Decline, collapse, and doom: Snapshots from Europe, America, and planet earth

This morning when I went to scan the day’s delivery of essays, news, and information, one of the first things that came to my attention was this:

Nothing I’ve heard from politicians or economists on the world crisis has shivered my spine like an hour spent with the gentle‑mannered historian Antony Beevor, whose mighty new book on the Second World War is making him the pundit of the moment. He does not mean to be alarmist, and that is why the soft warnings in his sunlit garden are chilling. Of course the rise of the Right in Europe is not the same as the rise of the Right in the Thirties, he soothes. But isn’t it terrifying the way the Greeks are portraying the Germans as Nazis in their popular press, with Angela Merkel in Nazi uniform? There are “far too many jibes” about a Fourth Reich. The weedlike eruption of extremist parties makes him “uneasy” – and if Beevor is uneasy, it probably means the rest of us should be scared witless. “The great European dream was to diminish militant nationalism,” he says. “We would all be happy Europeans together. But we are going to see the old monster of militant nationalism being awoken when people realise how little control their politicians have.
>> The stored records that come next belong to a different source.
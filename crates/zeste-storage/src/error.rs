//! Storage layer error types.

use std::path::PathBuf;

use thiserror::Error;

/// Errors that can occur in the storage layer
#[derive(Error, Debug)]
pub enum StorageError {
    /// Filesystem operation failed
    #[error("IO error: {0}")]
    Io(#[from] std::io::Error),

    /// Cache root could not be created; the tier is unusable
    #[error("Cache unavailable at {path}: {source}")]
    CacheUnavailable {
        path: PathBuf,
        source: std::io::Error,
    },

    /// Graph root does not exist
    #[error("Graph store not found: {0}")]
    GraphNotFound(PathBuf),

    /// Key encoding/decoding error
    #[error("Key error: {0}")]
    Key(String),

    /// Serialization/deserialization error
    #[error("Serialization error: {0}")]
    Serialization(String),

    /// In-memory record cache lock was poisoned
    #[error("Record cache lock poisoned")]
    LockPoisoned,
}

impl From<serde_json::Error> for StorageError {
    fn from(err: serde_json::Error) -> Self {
        StorageError::Serialization(err.to_string())
    }
}
//! Neighborhood cache E2E tests.
//!
//! Verifies the on-disk layout of both tiers, that cached neighborhoods are
//! served without touching the graph, graceful degradation when a cache
//! root cannot be created, and depth monotonicity.

use std::collections::HashSet;
use std::sync::Arc;

use pretty_assertions::assert_eq;

use e2e_tests::{labels, TestHarness};
use zeste_core::{Classifier, ClassifierConfig, NeighborhoodCache};
use zeste_storage::MemoryGraph;
use zeste_types::KeepPolicy;

#[test]
fn test_cache_file_layout() {
    let harness = TestHarness::new();
    let classifier = harness.classifier(ClassifierConfig::default());

    classifier.neighborhood("space").unwrap();

    assert!(harness.prefetch_path.join("2").join("space.json").is_file());
    assert!(harness
        .label_cache_path
        .join(classifier.fingerprint())
        .join("space.json")
        .is_file());
}

#[test]
fn test_depth_one_skips_prefetch_tier() {
    let harness = TestHarness::new();
    let mut config = ClassifierConfig::default();
    config.expansion.depth = 1;
    let classifier = harness.classifier(config);

    classifier.neighborhood("space").unwrap();

    assert!(!harness.prefetch_path.join("1").exists());
    assert!(harness
        .label_cache_path
        .join(classifier.fingerprint())
        .join("space.json")
        .is_file());
}

/// Once cached, neighborhoods are served without the graph.
#[test]
fn test_cached_tiers_serve_without_graph() {
    let harness = TestHarness::new();
    let expected = harness
        .classifier(ClassifierConfig::default())
        .neighborhood("space")
        .unwrap();

    // Label tier
    let classifier = Classifier::new(
        Arc::new(MemoryGraph::new()),
        harness.embeddings.clone(),
        harness.cache(),
        ClassifierConfig::default(),
    );
    assert_eq!(classifier.neighborhood("space").unwrap(), expected);

    // Prefetch tier alone, with a configuration the label tier has not seen
    let mut config = ClassifierConfig::default();
    config.filter.keep = KeepPolicy::Top(2);
    let classifier = Classifier::new(
        Arc::new(MemoryGraph::new()),
        harness.embeddings.clone(),
        NeighborhoodCache::open(Some(harness.prefetch_path.as_path()), None),
        config,
    );
    let top: Vec<String> = classifier.neighborhood("space").unwrap().words().cloned().collect();
    assert_eq!(top, vec!["space".to_string(), "star".to_string()]);
}

#[test]
fn test_label_cache_is_keyed_by_configuration() {
    let harness = TestHarness::new();
    let all = harness.classifier(ClassifierConfig::default());

    let mut config = ClassifierConfig::default();
    config.filter.keep = KeepPolicy::Top(1);
    let top1 = harness.classifier(config);

    assert_ne!(all.fingerprint(), top1.fingerprint());
    assert_eq!(all.neighborhood("space").unwrap().len(), 4);
    assert_eq!(top1.neighborhood("space").unwrap().len(), 1);
    assert_eq!(all.neighborhood("space").unwrap().len(), 4);
}

/// A cache root that cannot be created disables the tier; results match
/// the uncached computation.
#[test]
fn test_unavailable_cache_degrades_to_uncached() {
    let harness = TestHarness::new();
    let blocker = harness._temp_dir.path().join("not-a-dir");
    std::fs::write(&blocker, "file").unwrap();

    let cache = NeighborhoodCache::open(Some(blocker.join("prefetch").as_path()), Some(blocker.as_path()));
    assert!(!cache.prefetch_enabled());
    assert!(!cache.labels_enabled());

    let degraded = Classifier::new(
        harness.graph.clone(),
        harness.embeddings.clone(),
        cache,
        ClassifierConfig::default(),
    );
    let uncached = harness.uncached_classifier(ClassifierConfig::default());

    let doc = "stars on television";
    let names = labels(&["space", "music"]);
    assert_eq!(degraded.classify(doc, &names), uncached.classify(doc, &names));
}

#[test]
fn test_warm_populates_label_tier() {
    let harness = TestHarness::new();
    let classifier = harness.classifier(ClassifierConfig::default());

    assert_eq!(classifier.warm(&labels(&["space", "music"])), 2);
    let dir = harness.label_cache_path.join(classifier.fingerprint());
    assert!(dir.join("space.json").is_file());
    assert!(dir.join("music.json").is_file());
}

#[test]
fn test_neighborhood_grows_with_depth() {
    let harness = TestHarness::new();
    let words_at = |depth: usize| -> HashSet<String> {
        let mut config = ClassifierConfig::default();
        config.expansion.depth = depth;
        harness
            .uncached_classifier(config)
            .neighborhood("space")
            .unwrap()
            .words()
            .cloned()
            .collect()
    };

    let d0 = words_at(0);
    let d1 = words_at(1);
    let d2 = words_at(2);
    let d3 = words_at(3);

    assert!(d0.is_empty());
    assert!(d1.is_subset(&d2));
    assert!(d2.is_subset(&d3));
    assert!(!d1.contains("love"));
    assert!(d2.contains("love"));
}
We are already seeing political disintegration in Europe.”

— Elizabeth Grice, ” Europe is already falling apart,” The Telegraph,  May 28, 2012

That was shortly followed by this:

In Europe, what started out four years ago as a sovereign debt crisis, morphed into a euro currency crisis and led to the fall of several European governments, has now triggered a full-blown crisis of public confidence: in the economy, in the future, in the benefits of European economic integration, in membership in the European Union, in the euro and in the free market system. The public is very worried about joblessness, inflation and public debt, and those fears are fueling much of this uncertainty and negativity.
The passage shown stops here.